Filing fees - Will you be filing
a DBA ("doing business as", also known as "fictitious business name" or "assumed
name")? The laws vary from state to state and country to country, but even if
local laws don't require it, your bank probably will in order to accept checks
made payable to the business name.
Banking - If you want to accept
checks and credit card payments under your business name, your bank will likely
require you to have a business account, rather than a personal account, even if
you're a sole proprietor. Find a bank that specializes in serving small business
so that your monthly fees stay reasonable.
Credit Card Processing - Will you
be accepting payment by credit card? You will need to have the proper agreements
and equipment in place. Merchant accounts generally have an initial cost for
equipment plus monthly fees or minimums.
Licensing - Does your new
business require local, state, national, or international licenses?
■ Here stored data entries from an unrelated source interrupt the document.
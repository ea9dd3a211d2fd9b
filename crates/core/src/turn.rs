//! Turn controller
//!
//! Decides who moves next, once per resolved pair. A successful match earns
//! another turn; a miss passes play to the other side. The opponent only keeps
//! its turn while at least one pair is still face-down.

use crate::types::{MatchOutcome, Mode, Side};

/// Side to move after `acting` resolved a pair with `outcome`.
///
/// `unmatched_after` is the number of face-down tiles once the outcome has
/// been applied.
pub fn next_turn(mode: Mode, acting: Side, outcome: MatchOutcome, unmatched_after: usize) -> Side {
    match (mode, outcome, acting) {
        (Mode::Solo, _, _) => Side::User,
        (Mode::Versus, MatchOutcome::Matched, Side::User) => Side::User,
        (Mode::Versus, MatchOutcome::Matched, Side::Opponent) => {
            if unmatched_after >= 2 {
                Side::Opponent
            } else {
                Side::User
            }
        }
        (Mode::Versus, MatchOutcome::Missed, Side::User) => Side::Opponent,
        (Mode::Versus, MatchOutcome::Missed, Side::Opponent) => Side::User,
    }
}

#[cfg(test)]
mod tests {
    use super::*;

    #[test]
    fn test_solo_always_user() {
        for acting in [Side::User, Side::Opponent] {
            for outcome in [MatchOutcome::Matched, MatchOutcome::Missed] {
                for left in [0, 2, 8] {
                    assert_eq!(next_turn(Mode::Solo, acting, outcome, left), Side::User);
                }
            }
        }
    }

    #[test]
    fn test_versus_match_keeps_turn() {
        assert_eq!(
            next_turn(Mode::Versus, Side::User, MatchOutcome::Matched, 4),
            Side::User
        );
        assert_eq!(
            next_turn(Mode::Versus, Side::User, MatchOutcome::Matched, 0),
            Side::User
        );
        assert_eq!(
            next_turn(Mode::Versus, Side::Opponent, MatchOutcome::Matched, 2),
            Side::Opponent
        );
    }

    #[test]
    fn test_opponent_hands_back_on_empty_board() {
        assert_eq!(
            next_turn(Mode::Versus, Side::Opponent, MatchOutcome::Matched, 0),
            Side::User
        );
    }

    #[test]
    fn test_versus_miss_swaps() {
        assert_eq!(
            next_turn(Mode::Versus, Side::User, MatchOutcome::Missed, 4),
            Side::Opponent
        );
        assert_eq!(
            next_turn(Mode::Versus, Side::Opponent, MatchOutcome::Missed, 4),
            Side::User
        );
    }
}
Continuing Education - Will you
need it to keep yourself and your business competitive? Is ongoing certification
needed or even required by law?
Insurance/Bonding - Does your
business have any such legal or ethical requirements? Are there industry
standards you need to abide by? What risks are you undertaking that you might be
professionally liable for?
Professional Services - You may
not think you need ongoing accounting, legal, or other help, but what about an
initial consultation with a CPA to get your books set up properly? Or with an
attorney to draft your basic contract? Or a business coach? "Sole proprietor"
doesn't have to mean you do everything yourself.
Taxes - Prepare to pay quarterly
as cash starts to flow. Entrepreneurs have many deductible items, but they also
have to pay all social security taxes. Remember, no one is withholding for you.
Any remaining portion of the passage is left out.